Le manque d’originalité est de plus renforcé par l’aspect répétitif du scénario – ce qui m’a un peu exaspéré. Finalement, on repart sur une trame identique au premier tome et qui se résume à :

  1. Percy est dans une école normale et a un ami, qui montre dès le début un aspect un peu bizarre, qui est le bouc émissaire des autres élèves… Qui pense à Grover en lisant la description de Tyson ? en voyant comment l’auteur appuie sur son aspect étrange, peu ordinaire, louche ? quand Annabeth semble gênée en sa présence ? Dans le premier tome, Percy ignorait tout de l’existence des dieux et des mythes grecques, le fait qu’il ne voit rien d’anormal à son ami Grover était donc normal. Et si le fait qu’il ne se rend compte de rien avec Tyson au début est déjà un peu exaspérant, c’est encore pire quand l’auteur prend autant de soin à répéter à longueurs de pages, alors même que TOUT indique la réelle identité de Tyson, que Percy ne voit absolument rien anormal à son ami… C’est prendre les enfants pour plus bêtes qu’ils ne le sont en rendant son personnage obstinément aveugle – sans compter que cela remet en doute les capacités de l’auteur à créer de vraies intrigues.
  2. Percy et son ami Tyson se font attaquer à l’école. Percy est renvoyé car les adultes sont absolument convaincus qu’un enfant de 12 ans est forcément pyromane… Enfin, pire encore, qu’un enfant de 12 ans soit capable de créer des bombes pour détruire un gymnase entier et torturer ses camarades. Ils sont fous, ces humains !
  3. Percy se rend de toute urgence à la colonie, y reste pour continuer à se former, quand bien même son ami, Grover, lui dit être en grand danger de mort. Si j’avais apprécié le fait que Percy ne soit pas lourdement larmoyant sur la disparition de sa mère dans le premier tome, je commence à m’étonner de ma propre réaction. Quand même : un enfant de onze ans perd sa mère et réagit comme si de rien n’était, en se disant simplement que c’est triste et qu’elle lui manque, mais bon, à part ça, tout va presque bien ? En voyant la quasi-indifférence du héro sur le sort de son ami, je me demande si Percy est en fait capable d’éprouver des sentiments…
  4. Percy est forcé de quitter la colonie pour partir en quête du seul objet pouvant sauver cette dernière de la destruction, y parvient plutôt facilement, malgré l’aspect insurmontable de chaque obstacle, et retourne à la colonie comme si de rien n’était.
  5. Percy est lavé de tout crime par les autorités humaines qui admettent que, quand même, un gamin ne peut pas avoir causé de tels incidents criminels, quand bien même ça fait des jours qu’on le déclare comme le danger numéro 1. Qu’ils sont bêtes, hein, les humains…

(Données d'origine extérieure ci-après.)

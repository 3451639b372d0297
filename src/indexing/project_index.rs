//! Project-wide index: builds one [`FileIndex`] per discovered file, copying
//! each into a scratch directory first so the legacy-dialect upgrade step
//! never touches the user's original files.
//!
//! Grounded on the teacher's `SimpleIndexer`/`IndexTransaction` two-phase
//! build (copy-then-commit) in `indexing/simple.rs` and `indexing/transaction.rs`,
//! and on the original `pickle_inspector.indexer.index_project`'s use of a
//! `tempfile.TemporaryDirectory` scratch copy plus `lib2to3` upgrade.

use std::collections::HashMap;
use std::path::{Path, PathBuf};
use std::process::Command;

use tracing::warn;

use crate::ast::loader::{AstLoader, enforce_safe_root};
use crate::cli::args::ScanVerbosity;
use crate::error::{AnalyzerError, Result};
use crate::indexing::file_index::{FileIndex, FunctionRecord};

/// Aggregates every file's [`FileIndex`] plus a short-name -> candidate list
/// lookup used for cross-file resolution in [`crate::resolve`].
pub struct ProjectIndex {
    pub files: HashMap<PathBuf, FileIndex>,
    pub function_map: HashMap<String, Vec<PathBuf>>,
}

/// What to do when a single file fails to discover, read, or parse.
pub enum ErrorPolicy {
    /// Abort the whole scan (the CLI default).
    Fatal,
    /// Print a notice and continue with the remaining files (`--skip-errors`).
    Skip,
}

fn detect_py2_print(source: &str) -> bool {
    source.lines().any(|line| {
        let t = line.trim_start();
        t.starts_with("print ") && !t.starts_with("print(")
    })
}

fn upgrade_legacy_dialect(scratch_path: &Path) -> Result<()> {
    let python3 = which_python3().ok_or_else(|| AnalyzerError::UpgradeFailure {
        path: scratch_path.to_path_buf(),
        reason: "python3 not found on PATH".into(),
    })?;
    let output = Command::new(python3)
        .args(["-m", "lib2to3", "-w", "-n"])
        .arg(scratch_path)
        .output()
        .map_err(|e| AnalyzerError::UpgradeFailure {
            path: scratch_path.to_path_buf(),
            reason: e.to_string(),
        })?;
    if !output.status.success() {
        return Err(AnalyzerError::UpgradeFailure {
            path: scratch_path.to_path_buf(),
            reason: String::from_utf8_lossy(&output.stderr).into_owned(),
        });
    }
    Ok(())
}

fn which_python3() -> Option<PathBuf> {
    let path = std::env::var_os("PATH")?;
    std::env::split_paths(&path)
        .map(|dir| dir.join("python3"))
        .find(|p| p.is_file())
}

/// Build the project index for `files`, all of which must already lie under
/// `root` (enforced per-file by [`enforce_safe_root`] before any read).
pub fn build_project_index(
    files: &[PathBuf],
    root: &Path,
    py2_support: bool,
    error_policy: ErrorPolicy,
    verbosity: ScanVerbosity,
) -> Result<ProjectIndex> {
    let mut loader = AstLoader::new()?;
    let scratch = tempfile::tempdir().map_err(|source| AnalyzerError::IoError {
        path: std::env::temp_dir(),
        source,
    })?;

    let mut index = ProjectIndex {
        files: HashMap::new(),
        function_map: HashMap::new(),
    };

    for original_path in files {
        match index_one_file(
            &mut loader,
            original_path,
            root,
            scratch.path(),
            py2_support,
            verbosity,
        ) {
            Ok(Some(file_index)) => {
                for name in file_index.functions.keys() {
                    index
                        .function_map
                        .entry(name.clone())
                        .or_default()
                        .push(original_path.clone());
                }
                index.files.insert(original_path.clone(), file_index);
            }
            Ok(None) => {
                // Legacy dialect detected without --py2-support: already warned.
            }
            Err(e) => match error_policy {
                ErrorPolicy::Skip => {
                    if !matches!(verbosity, ScanVerbosity::Quiet) {
                        eprintln!("[!] Skipped {}: {e}", original_path.display());
                    }
                }
                ErrorPolicy::Fatal => return Err(e),
            },
        }
    }

    Ok(index)
}

fn index_one_file(
    loader: &mut AstLoader,
    original_path: &Path,
    root: &Path,
    scratch_dir: &Path,
    py2_support: bool,
    verbosity: ScanVerbosity,
) -> Result<Option<FileIndex>> {
    enforce_safe_root(original_path, root)?;

    let bytes = std::fs::read(original_path).map_err(|source| AnalyzerError::IoError {
        path: original_path.to_path_buf(),
        source,
    })?;
    let code = String::from_utf8_lossy(&bytes).into_owned();

    let file_name = original_path
        .file_name()
        .ok_or_else(|| AnalyzerError::ParseFailure {
            path: original_path.to_path_buf(),
            reason: "path has no file name".into(),
        })?;
    let scratch_path = scratch_dir.join(file_name);
    std::fs::write(&scratch_path, &code).map_err(|source| AnalyzerError::IoError {
        path: scratch_path.clone(),
        source,
    })?;

    if detect_py2_print(&code) {
        if !py2_support {
            if !matches!(verbosity, ScanVerbosity::Quiet) {
                eprintln!(
                    "[!] Python 2 syntax detected in {}. Use --py2-support to scan it.",
                    original_path.display()
                );
            }
            return Ok(None);
        }
        upgrade_legacy_dialect(&scratch_path)?;
    }

    let upgraded = std::fs::read_to_string(&scratch_path).map_err(|source| AnalyzerError::IoError {
        path: scratch_path.clone(),
        source,
    })?;

    // Parse the (possibly upgraded) scratch copy, but report under the
    // original path so findings point back at the user's real file.
    let loaded = match loader.load_source(original_path, upgraded) {
        Ok(loaded) => loaded,
        Err(e) => {
            warn!(target: "ast_loader", file = %original_path.display(), "{e}");
            return Err(e);
        }
    };

    Ok(Some(FileIndex::build(
        original_path.to_path_buf(),
        loaded.source,
        loaded.body,
    )))
}

impl ProjectIndex {
    /// All candidate [`FunctionRecord`]s for a bare short name, across every
    /// file, in discovery order.
    pub fn functions_named<'a>(&'a self, name: &str) -> Vec<&'a FunctionRecord> {
        self.function_map
            .get(name)
            .into_iter()
            .flatten()
            .filter_map(|path| self.files.get(path))
            .filter_map(|fi| fi.functions.get(name))
            .collect()
    }

    /// The file whose path ends with `module_path` (dots replaced with `/`,
    /// plus `.py`), mirroring the original resolver's suffix match against
    /// `f"{module_name.replace('.', '/')}.py"`.
    pub fn file_for_module<'a>(&'a self, module: &str) -> Option<&'a FileIndex> {
        let suffix = format!("{}.py", module.replace('.', "/"));
        self.files
            .values()
            .find(|fi| fi.path.to_string_lossy().ends_with(suffix.as_str()))
    }
}

#[cfg(test)]
mod tests {
    use super::*;

    #[test]
    fn detects_py2_print_statement() {
        assert!(detect_py2_print("print \"hello\"\n"));
        assert!(!detect_py2_print("print(\"hello\")\n"));
    }
}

Avoir un schéma similaire entre différents tomes, on le voit dans d’autres supports, et probablement dans d’autres sagas littéraires. Ce n’est pas un problème si le reste du récit apporte quelque chose de nouveau, une fraicheur au scénario, qui permet de le rendre intéressant. Ce n’est malheureusement pas le cas de Percy Jackson, du moins de ce deuxième tome, qui colle trop au premier et aux aventures d’Ulysse pour nous garder en haleine. Tout est prévisible bien trop tôt et les résolutions sont beaucoup trop faciles pour rendre le récit palpitant.

Le cliffhanger final ne m’a personnellement pas étonnée – encore une fois, trop d’indices était disséminés dans l’histoire et les dialogues de personnages – mais je pense qu’il a le mérite d’arriver au bon moment pour nous donner malgré tout envie de lire la suite. En effet, il apporte de nouveaux chemins possibles et on peut se demander si l’auteur saura décider d’une voie annexe et originale qui pourra rendre sa saga un tantinet plus passionnante.

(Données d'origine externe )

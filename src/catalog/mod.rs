//! Static, compiled-in tables of deserialization sinks and taint sources.
//!
//! The catalog is a policy surface, not a contract: callers should not
//! assume exhaustiveness, only that the documented minimum entries are
//! present (see the module tests).

use std::collections::HashSet;
use std::sync::OnceLock;

static SINKS: OnceLock<HashSet<&'static str>> = OnceLock::new();
static SOURCES: OnceLock<HashSet<&'static str>> = OnceLock::new();

/// Fully-qualified callee names known to deserialize arbitrary objects from
/// untrusted bytes.
fn sinks() -> &'static HashSet<&'static str> {
    SINKS.get_or_init(|| {
        HashSet::from([
            "pickle.load",
            "pickle.loads",
            "pickle.Unpickler.load",
            "joblib.load",
            "cloudpickle.load",
            "cloudpickle.loads",
            "dill.load",
            "dill.loads",
            "marshal.load",
            "marshal.loads",
            "shelve.open",
            "yaml.load",
            "torch.load",
            "torch.jit.load",
            "numpy.load",
            "pandas.read_pickle",
            "sklearn.externals.joblib.load",
            "keras.models.load_model",
        ])
    })
}

/// Program constructs through which attacker-controlled data can enter the
/// program. Matched with [`match_source`], which also recognizes any
/// dotted prefix of a candidate name.
fn sources() -> &'static HashSet<&'static str> {
    SOURCES.get_or_init(|| {
        HashSet::from([
            "input",
            "sys.argv",
            "os.environ.get",
            "os.getenv",
            "argparse.Namespace",
            "request.form",
            "request.form.get",
            "request.form.__getitem__",
            "request.args",
            "request.args.get",
            "request.args.__getitem__",
            "request.json",
            "request.json.get",
            "request.json.__getitem__",
            "request.values",
            "request.values.get",
            "request.data",
            "request.body",
            "request.files",
            "request.files.get",
            "request.files.__getitem__",
            "request.headers.get",
            "request.cookies.get",
            "request.POST.get",
            "request.GET.get",
            "request.FILES.get",
            "fastapi.Request.json",
            "flask.Request.get_json",
            "requests.get",
            "urllib.request.urlopen",
            "socket.recv",
            "base64.b64decode",
            "json.loads",
            "open",
        ])
    })
}

/// Is `name` a known deserialization sink?
pub fn is_sink(name: &str) -> bool {
    sinks().contains(name)
}

/// Check whether `call_name` matches a known source, either exactly or via
/// any proper dotted prefix (longest-to-shortest).
///
/// This catches patterns like `request.files['file']` being reduced by the
/// caller to `request.files` before the match, as well as bare calls like
/// `request.form.get`.
pub fn match_source(call_name: &str) -> bool {
    if sources().contains(call_name) {
        return true;
    }
    let parts: Vec<&str> = call_name.split('.').collect();
    for i in (1..parts.len()).rev() {
        let partial = parts[..i].join(".");
        if sources().contains(partial.as_str()) {
            return true;
        }
    }
    false
}

#[cfg(test)]
mod tests {
    use super::*;

    #[test]
    fn minimum_sinks_present() {
        for name in [
            "pickle.load",
            "pickle.loads",
            "yaml.load",
            "torch.load",
            "marshal.loads",
            "shelve.open",
        ] {
            assert!(is_sink(name), "expected {name} to be a known sink");
        }
    }

    #[test]
    fn minimum_sources_present() {
        for name in ["input", "sys.argv", "request.form", "request.POST.get", "open"] {
            assert!(match_source(name), "expected {name} to be a known source");
        }
    }

    #[test]
    fn match_source_is_prefix_aware() {
        assert!(match_source("request.form.get"));
        assert!(match_source("request.form"));
        assert!(!match_source("response.form"));
    }

    #[test]
    fn non_sink_is_rejected() {
        assert!(!is_sink("json.loads"));
        assert!(!is_sink("print"));
    }
}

Au final, malgré deux-trois bonnes idées et un bon cliffhanger, ce second tome ne m’a vraiment pas convaincue. Percy Jackson a la mauvaise idée de coller un peu trop à la vague Harry Potter (prophétie en sus), comme c’est le cas de plusieurs autres sagas. Il manque néanmoins de profondeur et de complexité pour pouvoir se targuer d’être à sa hauteur, à défaut d’être original. Malgré tout, je pense que l’aventure de Percy est sympathique en ce qu’il intéressera les enfants et jeunes adolescents (10/14 ans) à la mythologie grecque.

Affaire à suivre ? Pas sûre. Peut-être, et avec bien moins d’empressement qu’à la fin du premier.